Print the lines in the listing below that fall between the line with "use std::fmt::Formatter;" and the line with "a first element.", those two lines included, exactly as they stand and with nothing else.

^^^^^^^^^^^^^^^^

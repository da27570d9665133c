// Copyright 2025 Fernando Borretti
//
// Licensed under the Apache License, Version 2.0 (the "License");
// you may not use this file except in compliance with the License.
// You may obtain a copy of the License at
//
//     http://www.apache.org/licenses/LICENSE-2.0
//
// Unless required by applicable law or agreed to in writing, software
// distributed under the License is distributed on an "AS IS" BASIS,
// WITHOUT WARRANTIES OR CONDITIONS OF ANY KIND, either express or implied.
// See the License for the specific language governing permissions and
// limitations under the License.

use std::collections::BTreeMap;

/// The `key: value` properties of a note, or of a whole file when they
/// appear before the first note heading.
///
/// Keys are normalized once, when the line is read: keys are lower-cased,
/// `tag` is an alias of `tags`, and the `markdown`/`md` flags are parsed into
/// booleans immediately.
#[derive(Debug, Clone, Default, PartialEq)]
pub struct Properties {
    pub model: Option<String>,
    pub tags: Option<String>,
    markdown: Option<bool>,
    md: Option<bool>,
    /// Keys with no meaning to the assembler. Kept so that nothing the user
    /// typed vanishes without a trace.
    pub extra: BTreeMap<String, String>,
}

/// File-scoped properties.
pub type Defaults = Properties;

impl Properties {
    /// Record a property. The key is normalized, the value is trimmed.
    pub fn set(&mut self, key: &str, value: &str) {
        let key = key.to_lowercase();
        let value = value.trim();
        match key.as_str() {
            "model" => self.model = Some(value.to_string()),
            "tag" | "tags" => self.tags = Some(value.to_string()),
            "markdown" => self.markdown = Some(parse_flag(value)),
            "md" => self.md = Some(parse_flag(value)),
            _ => {
                self.extra.insert(key, value.to_string());
            }
        }
    }

    /// The markdown flag, if either spelling was given. `markdown` wins over
    /// `md` when both are present.
    pub fn markdown(&self) -> Option<bool> {
        self.markdown.or(self.md)
    }

    /// Overwrite these properties with every property set in `other`.
    pub fn merge(&mut self, other: Properties) {
        if other.model.is_some() {
            self.model = other.model;
        }
        if other.tags.is_some() {
            self.tags = other.tags;
        }
        if other.markdown.is_some() {
            self.markdown = other.markdown;
        }
        if other.md.is_some() {
            self.md = other.md;
        }
        self.extra.extend(other.extra);
    }

    pub fn is_empty(&self) -> bool {
        self.model.is_none()
            && self.tags.is_none()
            && self.markdown.is_none()
            && self.md.is_none()
            && self.extra.is_empty()
    }
}

fn parse_flag(value: &str) -> bool {
    matches!(value, "true" | "yes")
}
// Copyright 2025 Fernando Borretti
//
// Licensed under the Apache License, Version 2.0 (the "License");
// you may not use this file except in compliance with the License.
// You may obtain a copy of the License at
//
//     http://www.apache.org/licenses/LICENSE-2.0
//
// Unless required by applicable law or agreed to in writing, software
// distributed under the License is distributed on an "AS IS" BASIS,
// WITHOUT WARRANTIES OR CONDITIONS OF ANY KIND, either express or implied.
// See the License for the specific language governing permissions and
// limitations under the License.

//! Rendered fields remember the Markdown they came from.
//!
//! The source text is stored, base64-encoded, in an attribute on the first
//! element of the rendered HTML. Newlines are written as `<br />` before
//! encoding so the payload stays readable when decoded by hand.

use std::error::Error;
use std::fmt::Display;
use std::fmt::Formatter;

use base64::Engine as _;
use base64::engine::general_purpose::STANDARD;

use crate::html::first_element;

/// Attribute holding the encoded source.
pub const PROVENANCE_ATTRIBUTE: &str = "data-original-markdown";

const LINE_BREAK: &str = "<br />";

/// The value of a field, as produced by the renderer.
#[derive(Debug, Clone, PartialEq)]
pub enum Fragment {
    /// Text stored as it is.
    Plain(String),
    /// HTML rendered from Markdown. `body` always has a first element.
    Generated { body: String, source: String },
}

impl Fragment {
    /// Serialize for storage. The provenance attribute is spliced into the
    /// first start tag; the rest of the body is left byte for byte.
    pub fn to_html(&self) -> String {
        match self {
            Fragment::Plain(text) => text.clone(),
            Fragment::Generated { body, source } => {
                let attribute = format!(" {PROVENANCE_ATTRIBUTE}=\"{}\"", encode_source(source));
                match first_element(body) {
                    Some(tag) => {
                        let (head, tail) = body.split_at(tag.name_end);
                        format!("{head}{attribute}{tail}")
                    }
                    None => format!("<div{attribute}>{body}</div>"),
                }
            }
        }
    }

    /// The text the fragment was made from.
    pub fn source(&self) -> &str {
        match self {
            Fragment::Plain(text) => text,
            Fragment::Generated { source, .. } => source,
        }
    }

    pub fn is_generated(&self) -> bool {
        matches!(self, Fragment::Generated { .. })
    }
}

impl Display for Fragment {
    fn fmt(&self, f: &mut Formatter<'_>) -> std::fmt::Result {
        write!(f, "{}", self.to_html())
    }
}

#[derive(Debug, PartialEq)]
pub enum ProvenanceError {
    /// The first element has no provenance attribute.
    MissingMarker,
    /// The attribute is not valid base64.
    InvalidBase64(String),
    /// The decoded payload is not UTF-8.
    InvalidUtf8,
}

impl Display for ProvenanceError {
    fn fmt(&self, f: &mut Formatter<'_>) -> std::fmt::Result {
        match self {
            ProvenanceError::MissingMarker => write!(f, "HTML has no {PROVENANCE_ATTRIBUTE} marker."),
            ProvenanceError::InvalidBase64(e) => write!(f, "marker is not valid base64: {e}"),
            ProvenanceError::InvalidUtf8 => write!(f, "marker does not decode to UTF-8."),
        }
    }
}

impl Error for ProvenanceError {}

pub fn encode_source(source: &str) -> String {
    STANDARD.encode(source.replace('\n', LINE_BREAK))
}

/// Whether `html` was produced by the renderer.
pub fn is_generated(html: &str) -> bool {
    first_element(html).is_some_and(|tag| tag.has_attribute(PROVENANCE_ATTRIBUTE))
}

/// Recover the Markdown that `html` was rendered from. Callers should check
/// [`is_generated`] first.
pub fn extract_markdown(html: &str) -> Result<String, ProvenanceError> {
    let payload = first_element(html)
        .and_then(|tag| tag.attribute(PROVENANCE_ATTRIBUTE))
        .ok_or(ProvenanceError::MissingMarker)?;
    let bytes = STANDARD
        .decode(payload.trim())
        .map_err(|e| ProvenanceError::InvalidBase64(e.to_string()))?;
    let text = String::from_utf8(bytes).map_err(|_| ProvenanceError::InvalidUtf8)?;
    Ok(text.replace(LINE_BREAK, "\n").replace("<br>", "\n"))
}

^^^^^^^^^^^^^^^^

- Written reply:
use std::fmt::Formatter;

use base64::Engine as _;
use base64::engine::general_purpose::STANDARD;

use crate::html::first_element;

/// Attribute holding the encoded source.
pub const PROVENANCE_ATTRIBUTE: &str = "data-original-markdown";

const LINE_BREAK: &str = "<br />";

/// The value of a field, as produced by the renderer.
#[derive(Debug, Clone, PartialEq)]
pub enum Fragment {
    /// Text stored as it is.
    Plain(String),
    /// HTML rendered from Markdown. `body` always has a first element.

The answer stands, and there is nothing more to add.